The U.S. Justice Department just got Bank of America Corp. to pay about $16 billion to settle charges of selling defective mortgages to investors.

The size of the penalty is impressive, and it comes on top of Justice’s other recent big-bank fines, including JPMorgan Chase & Co.’s $13 billion and Citigroup Inc.’s $7 billion. All told, Bank of America will have forfeited about $70 billlion to end legal actions over mortgage lending, much of it stemming from its 2008 purchase of Countrywide Financial Corp.

In one way, Wall Street has paid dearly for the misdeeds that led the global economy to crash in 2008. But has the cause of justice been well served? That’s debatable.

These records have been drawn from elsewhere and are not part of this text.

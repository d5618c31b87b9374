#![doc(html_root_url = "https://docs.rs/snaptrie/0.1.0/snaptrie/")]

//! A concurrent lock-free hash trie with constant-time snapshots.
//!
//! # The data structure
//!
//! The crate provides a map (and a set) based on a 32-way hash array mapped trie. Levels of the
//! trie consume 5-bit slices of the key's hash; each occupied level is a bitmap-compressed node
//! holding only the present slots. All operations are lock-free ‒ no reader or writer ever
//! waits for another thread, and every mutation is a single atomic swap of one node deep in the
//! structure.
//!
//! What makes it different from other concurrent maps is [`snapshot`][SnapMap::snapshot]: the
//! whole map can be forked in constant time. The fork and the original keep sharing structure
//! internally, each quietly copying the small part it writes to later, so both can continue to
//! be read *and modified* independently at full speed. Consistent aggregates
//! ([`len`][SnapMap::len], [`fold`][SnapMap::fold], ...) are built on top of that ‒ they
//! snapshot first and then walk a world that can no longer change.
//!
//! This works by tagging every internal indirection node with a generation. A fork refreshes
//! the generations of both handles; a write commits only if the node it targets carries the
//! writer's own generation, and otherwise first re-tags the nodes on its path, which is what
//! un-shares the structure. Nodes of a foreign generation are never written through, which is
//! exactly why a privately held snapshot is immutable.
//!
//! # The flavours
//!
//! * [`SnapMap`] is a map storing [`Arc<Element<K, V>>`][map::Element] handles. Lookups return
//!   cheap handle clones, values may be unsized, and entries can be shared between maps.
//! * [`SnapSet`] keeps plain values and returns copies of them.
//! * [`raw`] contains the underlying engine, exposed for building other wrappers on top.
//!
//! # Example
//!
//! ```rust
//! use snaptrie::SnapMap;
//!
//! let map = SnapMap::new();
//! map.insert("apple", 3);
//! map.insert("pear", 5);
//!
//! // A constant-time fork. From here on, the two are independent.
//! let frozen = map.snapshot();
//! map.insert("plum", 7);
//! map.remove("apple");
//!
//! assert_eq!(2, map.len());
//! assert_eq!(2, frozen.len());
//! assert_eq!(3, *frozen.get("apple").unwrap().value());
//! assert!(frozen.get("plum").is_none());
//! ```
//!
//! # Features
//!
//! * `parallel`: implementations of rayon's `ParallelExtend` and `FromParallelIterator` for
//!   the map.
//!
//! # Limitations
//!
//! * Iteration over a live map is only weakly consistent ‒ entries changed mid-walk may or may
//!   not be observed. Iterate a snapshot when that matters.
//! * Memory of removed entries is reclaimed through [crossbeam's epochs][crossbeam_epoch], so
//!   it is freed a short moment after the removal, not immediately.
//! * The closures passed to [`update`][SnapMap::update] and
//!   [`filter_map`][SnapMap::filter_map] can be re-run when threads contend and therefore must
//!   be pure.

pub mod map;
pub mod raw;
pub mod set;

pub use crate::map::SnapMap;
pub use crate::set::SnapSet;

#[cfg(doctest)]
mod tests;
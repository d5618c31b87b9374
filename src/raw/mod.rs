//! The core implementation of the snapshottable concurrent trie.
//!
//! This module contains the [`Raw`][crate::raw::Raw] type, which is the engine of all the data
//! structures in this crate. It is exposed to allow wrapping it into further APIs, but is
//! probably not the best thing for general use.

use std::borrow::Borrow;
use std::hash::{BuildHasher, Hash, Hasher};
use std::mem;
use std::ptr;
use std::sync::atomic::Ordering;
use std::sync::Arc;

use crossbeam_epoch::{Atomic, Guard, Owned, Shared};
use smallvec::SmallVec;

pub mod config;
pub mod debug;
pub mod iterator;

use self::config::Config;

// All directly written, some things are not const fn yet :-(. But tested below.
pub(crate) const LEVEL_BITS: usize = 5;
pub(crate) const LEVEL_MASK: u64 = 0b1_1111;
pub(crate) const LEVEL_CELLS: usize = 32;
pub(crate) const HASH_BITS: usize = mem::size_of::<u64>() * 8;
pub(crate) const MAX_LEVELS: usize = (HASH_BITS + LEVEL_BITS - 1) / LEVEL_BITS;

/// A generation token.
///
/// Two tokens are equal exactly when they are the same allocation ‒ the token carries no content
/// at all, the address is the identity. Unlike a numeric counter this can't overflow or run into
/// ABA trouble, because the allocator won't hand the address out again while anything still
/// points at it.
pub(crate) struct Gen(Arc<GenTag>);

struct GenTag;

impl Gen {
    fn new() -> Self {
        Gen(Arc::new(GenTag))
    }
}

impl Clone for Gen {
    fn clone(&self) -> Self {
        Gen(Arc::clone(&self.0))
    }
}

impl PartialEq for Gen {
    fn eq(&self, other: &Self) -> bool {
        Arc::ptr_eq(&self.0, &other.0)
    }
}

impl Eq for Gen {}

// The collision list is reached only once the whole hash is used up, so in practice it holds two
// elements, rarely a couple more. SmallVec keeps those inline without a second allocation.
pub(crate) type Leaves<C> = SmallVec<[<C as Config>::Payload; 2]>;
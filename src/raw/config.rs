use std::borrow::Borrow;
use std::hash::Hash;
use std::marker::PhantomData;

/// Describes what the trie stores and how it is keyed.
///
/// The payload is what actually sits in the leaves ‒ a bare value for sets, a key-value handle
/// for maps. The `Clone` bound on it is load-bearing rather than a convenience: besides the
/// retry loops, payloads get duplicated whenever a snapshot forces a path to be re-tagged into
/// a new generation, whenever compaction pulls a lone leaf one level up, and when
/// [`map_payloads`][super::Raw::map_payloads] rebuilds a whole trie. Wrappers keep all of that
/// cheap by storing `Arc` handles as their payloads.
///
/// `Borrow` ties the payload back to the key it is filed under, so lookups can compare without
/// building a payload first.
// TODO: Allow our own hash, returning something else than just u64. Then the level constants
// would move here too.
pub trait Config {
    /// The unit stored in the leaves.
    type Payload: Clone + Borrow<Self::Key>;
    /// What the payload is hashed and compared by.
    type Key: Hash + Eq;
}

/// The configuration for set-like usage ‒ the stored value is its own key.
pub struct Trivial<T>(PhantomData<T>);

impl<T> Config for Trivial<T>
where
    T: Clone + Hash + Eq,
{
    type Payload = T;
    type Key = T;
}
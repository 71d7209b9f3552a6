// Copyright (c) 2024-2026 Martin Schröder <info@swedishembedded.com>
//
// SPDX-License-Identifier: Apache-2.0
use async_trait::async_trait;
use serde_json::Value;
use tokio::process::Command;
use tracing::debug;

use agentcore_model::tool::{ParameterType, Tool as ToolSchema, ToolParameter};

use crate::executor::ToolImplementation;

const OUTPUT_LIMIT: usize = 20_000;

/// Runs a short Python expression/script in a subprocess (`python3 -c`) and
/// returns its stdout, bounded by a wall-clock timeout.
pub struct PythonEvaluatorTool {
    pub timeout_secs: u64,
}

impl Default for PythonEvaluatorTool {
    fn default() -> Self {
        Self { timeout_secs: 10 }
    }
}

#[async_trait]
impl ToolImplementation for PythonEvaluatorTool {
    fn schema(&self) -> ToolSchema {
        ToolSchema::new(
            "python_evaluator",
            "Evaluate a short Python 3 snippet in a subprocess and return its stdout. \
             Use print() to produce output.",
            vec![ToolParameter::required("code", ParameterType::String, "python source to run")],
        )
    }

    async fn call(&self, args: Value) -> Result<String, String> {
        let code = args["code"].as_str().unwrap_or_default().to_string();
        debug!(len = code.len(), "python_evaluator tool");

        let mut cmd = Command::new("python3");
        cmd.arg("-c").arg(&code);

        let result = tokio::time::timeout(
            std::time::Duration::from_secs(self.timeout_secs),
            cmd.output(),
        )
        .await;

        match result {
            Ok(Ok(output)) => {
                let stdout = truncate(&String::from_utf8_lossy(&output.stdout), OUTPUT_LIMIT);
                if output.status.success() {
                    Ok(stdout)
                } else {
                    let stderr = truncate(&String::from_utf8_lossy(&output.stderr), OUTPUT_LIMIT);
                    Err(format!("exit {}: {stderr}", output.status.code().unwrap_or(-1)))
                }
            }
            Ok(Err(e)) => Err(format!("failed to spawn python3: {e}")),
            Err(_) => Err(format!("timed out after {}s", self.timeout_secs)),
        }
    }
}

fn truncate(s: &str, limit: usize) -> String {
    if s.len() <= limit {
        s.to_string()
    } else {
        let mut boundary = limit;
        while boundary > 0 && !s.is_char_boundary(boundary) {
            boundary -= 1;
        }
        format!("{}...[truncated {} bytes]", &s[..boundary], s.len() - boundary)
    }
}

#[cfg(test)]
mod tests {
    use super::*;

    #[tokio::test]
    async fn evaluates_print_statement() {
        let t = PythonEvaluatorTool::default();
        let out = t.call(serde_json::json!({"code": "print(2 + 2)"})).await.unwrap();
        assert_eq!(out.trim(), "4");
    }

    #[tokio::test]
    async fn propagates_nonzero_exit_as_error() {
        let t = PythonEvaluatorTool::default();
        let err = t.call(serde_json::json!({"code": "import sys; sys.exit(1)"})).await.unwrap_err();
        assert!(err.contains("exit 1"));
    }

    #[tokio::test]
    async fn slow_script_times_out() {
        let t = PythonEvaluatorTool { timeout_secs: 1 };
        let err = t.call(serde_json::json!({"code": "import time; time.sleep(5)"})).await.unwrap_err();
        assert!(err.contains("timed out"));
    }

    #[test]
    fn truncate_does_not_split_a_multibyte_char_at_the_limit() {
        // '€' is 3 bytes (UTF-8 E2 82 AC); placed so the limit lands mid-char.
        let mut s = "a".repeat(19_999);
        s.push('€');
        let out = truncate(&s, OUTPUT_LIMIT);
        assert!(out.starts_with(&"a".repeat(19_999)));
        assert!(out.contains("truncated 3 bytes"));
    }
}
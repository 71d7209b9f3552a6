// Copyright (c) 2024-2026 Martin Schröder <info@swedishembedded.com>
//
// SPDX-License-Identifier: Apache-2.0
//! Exact token counting and cost accounting.
//!
//! Framing constants below are not arbitrary — they reproduce, token for
//! token, what the upstream chat-completion endpoints actually bill for.
//! Drift between this crate's count and a provider-reported `usage` block is
//! logged, never treated as an error (see [`check_usage_drift`]).
use std::sync::OnceLock;

use tiktoken_rs::CoreBPE;

use crate::config::SupportedChatModel;
use crate::message::{FinishReason, Message};
use crate::tool::Tool;

fn bpe() -> &'static CoreBPE {
    static BPE: OnceLock<CoreBPE> = OnceLock::new();
    BPE.get_or_init(|| tiktoken_rs::cl100k_base().expect("bundled cl100k_base ranks must load"))
}

/// Raw token count of a string.
pub fn tokens(text: &str) -> usize {
    bpe().encode_with_special_tokens(text).len()
}

/// Per-message framing: `content` costs `tokens(content) + 3` when present;
/// `name`/`role` costs `tokens(name) + 2` when a `name` is present, else
/// `tokens(role)`; a `ToolUsage` additionally costs
/// `tokens(tool_name) + 6 + tokens(args_str)`.
pub fn message_tokens(message: &Message) -> usize {
    let mut total = 0usize;
    if let Some(content) = message.content() {
        if !content.is_empty() {
            total += tokens(content) + 3;
        }
    }
    let name = match message {
        Message::ToolResult(m) => Some(m.name.as_str()),
        _ => None,
    };
    total += match name {
        Some(n) => tokens(n) + 2,
        None => tokens(role_str(message)),
    };
    if let Message::ToolUsage(tu) = message {
        total += tokens(&tu.tool_name) + 6 + tokens(&tu.args_str);
    }
    total
}

fn role_str(message: &Message) -> &'static str {
    match message.role() {
        crate::message::Role::System => "system",
        crate::message::Role::User => "user",
        crate::message::Role::Assistant => "assistant",
        crate::message::Role::Function => "function",
    }
}

/// `2` (sequence priming) + `Σ message_tokens(m)` + `1` (reply priming).
pub fn messages_tokens(messages: &[Message]) -> usize {
    2 + messages.iter().map(message_tokens).sum::<usize>() + 1
}

/// `15` (tools framing) + name/description tokens + per-parameter value
/// tokens, summed across every tool.
pub fn tools_tokens(tools: &[Tool]) -> usize {
    if tools.is_empty() {
        return 0;
    }
    let mut total = 15usize;
    for t in tools {
        total += tokens(&t.name);
        total += tokens(&t.description);
        for p in &t.parameters {
            let values = format!(
                "['{}', '{}', {}, {}]",
                p.kind_str(),
                p.description,
                p.enum_values.join(","),
                p.optional
            );
            total += tokens(&values);
        }
    }
    total
}

impl crate::tool::ToolParameter {
    fn kind_str(&self) -> &'static str {
        match self.kind {
            crate::tool::ParameterType::String => "string",
            crate::tool::ParameterType::Number => "number",
            crate::tool::ParameterType::Integer => "integer",
            crate::tool::ParameterType::Boolean => "boolean",
            crate::tool::ParameterType::Null => "null",
            crate::tool::ParameterType::Object => "object",
            crate::tool::ParameterType::Array => "array",
        }
    }
}

/// Token cost of a single reply, as billed when tools are or aren't present.
/// `-1` when there are no tools and no content (reply priming correction);
/// `0` when tools are present. Content and tool-call framing add on top.
pub fn model_tokens(message: &Message, has_tools: bool) -> i64 {
    let mut total: i64 = if has_tools { 0 } else { -1 };
    if let Some(content) = message.content() {
        if !content.is_empty() {
            total += tokens(content) as i64 + 1;
        }
    }
    if let Message::ToolUsage(tu) = message {
        total += tokens(&tu.tool_name) as i64 + tokens(&tu.args_str) as i64 + 4;
    }
    total
}

/// `tokens / 1000 * output_cost` when `is_reply`, else `tokens / 1000 * input_cost`.
pub fn tokens_cost(token_count: i64, model: &SupportedChatModel, is_reply: bool) -> f64 {
    let rate = if is_reply { model.output_cost } else { model.input_cost };
    (token_count as f64 / 1000.0) * rate
}

/// Compare a computed token count against a provider-reported one; log a
/// mismatch at `warn` level and never fail. Returns the computed count.
pub fn check_usage_drift(label: &str, computed: usize, reported: Option<u32>) -> usize {
    if let Some(reported) = reported {
        if reported as usize != computed {
            tracing::warn!(
                label,
                computed,
                reported,
                "token count drifted from provider-reported usage"
            );
        }
    }
    computed
}

/// `true` if the aggregated reply's `finish_reason` should still be treated
/// as a tool invocation for framing purposes.
pub fn reply_has_tool_use(reason: FinishReason) -> bool {
    matches!(reason, FinishReason::ToolUse)
}

#[cfg(test)]
mod tests {
    use super::*;
    use crate::message::{Metadata, ToolResultMessage, ToolUsageMessage, UserMessage, Usage};
    use chrono::Utc;

    fn user(text: &str) -> Message {
        Message::User(UserMessage {
            id: "1".into(),
            author: "bob".into(),
            metadata: Metadata::default(),
            pinned: false,
            content: text.into(),
            created_at: Utc::now(),
        })
    }

    #[test]
    fn tokens_of_empty_string_is_zero() {
        assert_eq!(tokens(""), 0);
    }

    #[test]
    fn tokens_counts_more_than_chars_fraction() {
        assert!(tokens("hello world") > 0);
    }

    #[test]
    fn message_tokens_adds_three_for_content_framing() {
        let m = user("hi");
        let content_tokens = tokens("hi");
        let role_tokens = tokens("user");
        assert_eq!(message_tokens(&m), content_tokens + 3 + role_tokens);
    }

    #[test]
    fn message_tokens_tool_result_uses_name_not_role() {
        let m = Message::ToolResult(ToolResultMessage {
            id: "1".into(),
            author: "calculator".into(),
            metadata: Metadata::default(),
            pinned: false,
            content: "4".into(),
            name: "calculator".into(),
            created_at: Utc::now(),
        });
        let expected = tokens("4") + 3 + tokens("calculator") + 2;
        assert_eq!(message_tokens(&m), expected);
    }

    #[test]
    fn messages_tokens_adds_sequence_and_reply_priming() {
        let msgs = vec![user("a"), user("b")];
        let sum: usize = msgs.iter().map(message_tokens).sum();
        assert_eq!(messages_tokens(&msgs), 2 + sum + 1);
    }

    #[test]
    fn tools_tokens_empty_list_is_zero() {
        assert_eq!(tools_tokens(&[]), 0);
    }

    #[test]
    fn tools_tokens_nonempty_includes_framing_constant() {
        let tool = Tool::new("calc", "a calculator", vec![]);
        assert!(tools_tokens(&[tool]) >= 15);
    }

    #[test]
    fn model_tokens_no_tools_no_content_is_negative_one() {
        let m = Message::ToolUsage(ToolUsageMessage {
            id: "1".into(),
            author: "assistant".into(),
            metadata: Metadata::default(),
            pinned: false,
            content: None,
            tool_name: String::new(),
            args_str: String::new(),
            usage: Usage::default(),
            created_at: Utc::now(),
        });
        // no content, empty tool_name/args_str → just the has_tools=false correction
        assert_eq!(model_tokens(&m, false), -1);
    }

    #[test]
    fn tokens_cost_uses_output_rate_for_reply() {
        let model = SupportedChatModel {
            name: "gpt-4".into(),
            size: 8000,
            input_cost: 0.03,
            output_cost: 0.06,
        };
        let cost = tokens_cost(1000, &model, true);
        assert!((cost - 0.06).abs() < 1e-9);
    }

    #[test]
    fn tokens_cost_uses_input_rate_for_prompt() {
        let model = SupportedChatModel {
            name: "gpt-4".into(),
            size: 8000,
            input_cost: 0.03,
            output_cost: 0.06,
        };
        let cost = tokens_cost(2000, &model, false);
        assert!((cost - 0.06).abs() < 1e-9);
    }

    #[test]
    fn check_usage_drift_returns_computed_regardless_of_mismatch() {
        assert_eq!(check_usage_drift("prompt", 100, Some(90)), 100);
        assert_eq!(check_usage_drift("prompt", 100, None), 100);
    }
}
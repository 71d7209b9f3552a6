// Copyright (c) 2024-2026 Martin Schröder <info@swedishembedded.com>
//
// SPDX-License-Identifier: Apache-2.0
//! Errors surfaced by the Generation Orchestrator.
use agentcore_history::StorageError;
use agentcore_memory::MemoryError;
use agentcore_model::client::CompletionError;

/// Unrecoverable failure from one orchestrator run. Any failure not already
/// an `ModelError` (e.g. a raw completion/storage/handler error) is wrapped
/// with [`ModelError::Generation`]; a `ModelError` raised from inside an
/// event handler or from a recursive orchestrator call is re-raised
/// unwrapped, never double-wrapped.
#[derive(Debug, thiserror::Error)]
pub enum ModelError {
    #[error("a generation is already running for this session")]
    AlreadyRunning,
    #[error("event handler failed: {0}")]
    Handler(String),
    #[error(transparent)]
    Storage(#[from] StorageError),
    #[error(transparent)]
    Memory(#[from] MemoryError),
    #[error(transparent)]
    Completion(#[from] CompletionError),
    #[error("failed to generate a reply: {0}")]
    Generation(String),
}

None of the settlements holds individuals to account. Shareholders and insurers are covering the bills — and the penalties include mortgage buybacks, refinancings and the like that may never reach actual victims. The banks haven’t been made to plead guilty to crimes. Because the settlements were worked out in secret with no judicial oversight, the lessons for future bankers are murky, making the deterrent effect doubtful. Such settlements also hold little legal sway over other judges.

Did it have to be this way? Consider a less-noticed civil-fraud case that just concluded.

In October, a jury found Countrywide and a senior mortgage banker, Rebecca Mairone, liable for fraud for having sold thousands of bad loans to Fannie Mae and Freddie Mac. Last week, U.S. District Judge Jed Rakoff ordered Bank of America to pay $1.3 billion in that matter. The sum was relatively modest; more striking was the judge’s commentary. Rakoff said the Countrywide loan-approval program was “the vehicle for a brazen fraud by the defendants, driven by a hunger for profits and oblivious to the harms thereby visited, not just on the immediate victims but also on the financial system as a whole.”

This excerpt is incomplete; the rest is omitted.